NOTE: This article is an excerpt from an excellent little book on preaching, The Expositor in the Pulpit, by the Greek scholar Marvin R. Vincent. The book is the content of his lectures given to students at Union Theological Seminary in 1884. The book is a must read for expository preachers and teachers.

There is, in some quarters, an impression that exposition is an inferior style of preaching, peculiarly fitted for the informal services of the lecture-room—a sort of makeshift on which the preacher can fall back when hurried, or not up to the work of the regulation sermon. The preacher is not going to preach today: he is a little [tired], and he will just go in and expound.

You have probably heard the story of the preacher who said that he liked expository preaching, because when he was persecuted in one verse he could flee to another. Yet, if you should hear the Professor of Church History, on some spring afternoon when the flesh is weak, say, “I do not feel up to the mark today, and I will go in and lecture on Church History to my class,” you would naturally ask “Why, what else can he think that we expect of him?” Have you not quite good reason for surprise, when a man whose business is to expound God’s word, talks of exposition as though his ordinary duty were something else?

On the contrary, this kind of preaching is the highest, and not the lowest. It is the final and not the initial achievement of the successful preacher. It has been said that it requires a “special gift;” but if so, it is the special gift which the people have a right to require of that special man whom they have called to teach them the word. Exposition demands his best of him who attempts it, and not the dregs or the spillings of his mind.

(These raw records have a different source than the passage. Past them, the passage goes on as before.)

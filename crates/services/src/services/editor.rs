use std::sync::Arc;

use db::{
    DBService, DbErr,
    models::{
        note::{Note, NoteData},
        notification::NotificationType,
        project::{CreateProject, Project},
        task::{Task, TaskData},
    },
    types::{Attachment, MAX_ATTACHMENTS},
};
use serde::{Deserialize, Serialize};
use thiserror::Error;
use ts_rs::TS;
use uuid::Uuid;

use super::{
    config::EditorConfig,
    notification::{Actor, NotificationMetadata, NotificationService},
    storage::{ObjectStore, StagedFile, StorageError, UploadTarget, upload_staged},
};

pub const ALLOWED_ATTACHMENT_TYPES: &[&str] = &[
    "image/jpeg",
    "image/png",
    "application/pdf",
    "application/msword",
    "application/vnd.openxmlformats-officedocument.wordprocessingml.document",
];

pub const ALLOWED_COVER_TYPES: &[&str] = &["image/jpeg", "image/png"];

/// Subject value that requires a free-text precision.
pub const OTHER_SUBJECT: &str = "Autre";

#[derive(Debug, Clone, Copy, PartialEq, Eq, Serialize, Deserialize, TS)]
#[serde(rename_all = "snake_case")]
pub enum EditorState {
    Loading,
    Ready,
    Saving,
    Success,
    Error,
}

#[derive(Debug, Error)]
pub enum EditorError {
    #[error("{0}")]
    Validation(String),
    #[error("Vous ne pouvez pas attacher plus de {} fichiers.", MAX_ATTACHMENTS)]
    TooManyAttachments,
    #[error("Type de fichier non supporté: {}", .0.join(", "))]
    UnsupportedFileType(Vec<String>),
    #[error("Cannot go from {from:?} to {to:?}")]
    InvalidTransition { from: EditorState, to: EditorState },
    #[error(transparent)]
    Storage(#[from] StorageError),
    #[error(transparent)]
    Database(#[from] DbErr),
}

impl EditorError {
    /// Raw message, except for storage configuration problems.
    pub fn user_message(&self) -> String {
        match self {
            EditorError::Storage(err) => err.user_message(),
            other => other.to_string(),
        }
    }
}

/// Lifecycle of one editor form.
#[derive(Debug, Clone)]
pub struct EditorSession {
    state: EditorState,
    last_error: Option<String>,
}
use serde::{Deserialize, Serialize};
use uuid::Uuid;

pub const EVENT_NOTIFICATION_CREATED: &str = "notification.created";
pub const EVENT_NOTIFICATIONS_CLEARED: &str = "notifications.cleared";

pub const ENTITY_NOTIFICATION: &str = "notification";

#[derive(Debug, Clone, Serialize, Deserialize)]
pub struct NotificationEventPayload {
    pub notification_id: Uuid,
    pub user_id: Uuid,
}

#[derive(Debug, Clone, Serialize, Deserialize)]
pub struct NotificationsClearedPayload {
    pub user_id: Uuid,
}
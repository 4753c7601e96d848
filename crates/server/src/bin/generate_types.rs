use std::{env, fs, path::PathBuf};

use ts_rs::TS;

fn generate_types_content() -> String {
    let decls = [
        db::types::TaskStatus::decl(),
        db::types::TaskPriority::decl(),
        db::types::ProjectStatus::decl(),
        db::types::NotificationType::decl(),
        db::types::Attachment::decl(),
        db::models::TagRef::decl(),
        db::models::task::Task::decl(),
        db::models::task::TaskData::decl(),
        db::models::task::TaskFilter::decl(),
        db::models::note::Note::decl(),
        db::models::note::NoteData::decl(),
        db::models::note::NoteFilter::decl(),
        db::models::project::Project::decl(),
        db::models::project::CreateProject::decl(),
        db::models::project::ProjectFilter::decl(),
        db::models::tag::Tag::decl(),
        db::models::tag::CreateTag::decl(),
        db::models::notification::Notification::decl(),
        db::models::stats::DashboardStats::decl(),
        services::services::config::AccessControlMode::decl(),
        services::services::config::AccessControlConfig::decl(),
        services::services::config::NotificationConfig::decl(),
        services::services::config::StorageConfig::decl(),
        services::services::config::EditorConfig::decl(),
        services::services::config::Config::decl(),
        services::services::editor::EditorState::decl(),
        services::services::editor::SaveOutcome::<()>::decl(),
        services::services::listing::BatchDeleteRequest::decl(),
        services::services::listing::BatchDeleteResult::decl(),
        services::services::notification::Actor::decl(),
        services::services::notification_center::ToastView::decl(),
        services::services::notification_center::CenterSnapshot::decl(),
        tools::password::PasswordCriteria::decl(),
        tools::password::PasswordStrength::decl(),
        tools::word_counter::TextStats::decl(),
        tools::profitability::ProfitabilityInput::decl(),
        tools::profitability::ProfitabilityReport::decl(),
        utils::response::ApiResponse::<()>::decl(),
        server::routes::projects::ProjectForm::decl(),
        server::routes::notifications::NotificationView::decl(),
        server::routes::notifications::AuthEventRequest::decl(),
        server::routes::tools::TextInput::decl(),
        server::routes::tools::PasswordInput::decl(),
        server::routes::tools::ExpressionInput::decl(),
        server::routes::tools::CalculationResult::decl(),
        server::routes::tools::ExtractedEmails::decl(),
    ];

    let body = decls
        .into_iter()
        .map(|decl| {
            let trimmed = decl.trim_start();
            if trimmed.starts_with("export") {
                trimmed.to_string()
            } else {
                format!("export {trimmed}")
            }
        })
        .collect::<Vec<_>>()
        .join("\n\n");

    format!(
        "// This file was generated by `cargo run --bin generate_types`.\n// Do not edit manually.\n\n{body}\n"
    )
}

fn main() -> anyhow::Result<()> {
    let check_mode = env::args().any(|arg| arg == "--check");
    let out_path = env::var("ATELIER_TYPES_PATH")
        .map(PathBuf::from)
        .unwrap_or_else(|_| PathBuf::from("shared/types.ts"));

    let generated = generate_types_content();

    if check_mode {
        let current = fs::read_to_string(&out_path).unwrap_or_default();
        if current == generated {
            println!("{} is up to date.", out_path.display());
            return Ok(());
        }
        anyhow::bail!(
            "{} is out of date. Run `cargo run --bin generate_types`.",
            out_path.display()
        );
    }

    if let Some(parent) = out_path.parent()
        && !parent.as_os_str().is_empty()
    {
        fs::create_dir_all(parent)?;
    }
    fs::write(&out_path, generated)?;
    println!("Wrote {}", out_path.display());
    Ok(())
}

Exposition is not comment. The word of God is a sword. It is not enough to show men how beautifully the weapon is wrought, and how sharp it is. They must feel its edge. To preach the Word and to preach about the word, are by no means the same thing. Exposition differs from comment as a house differs from its timbers, or a living body from its bones. Commentary is the raw material of exposition. Good commentary is bullion; good exposition is coin.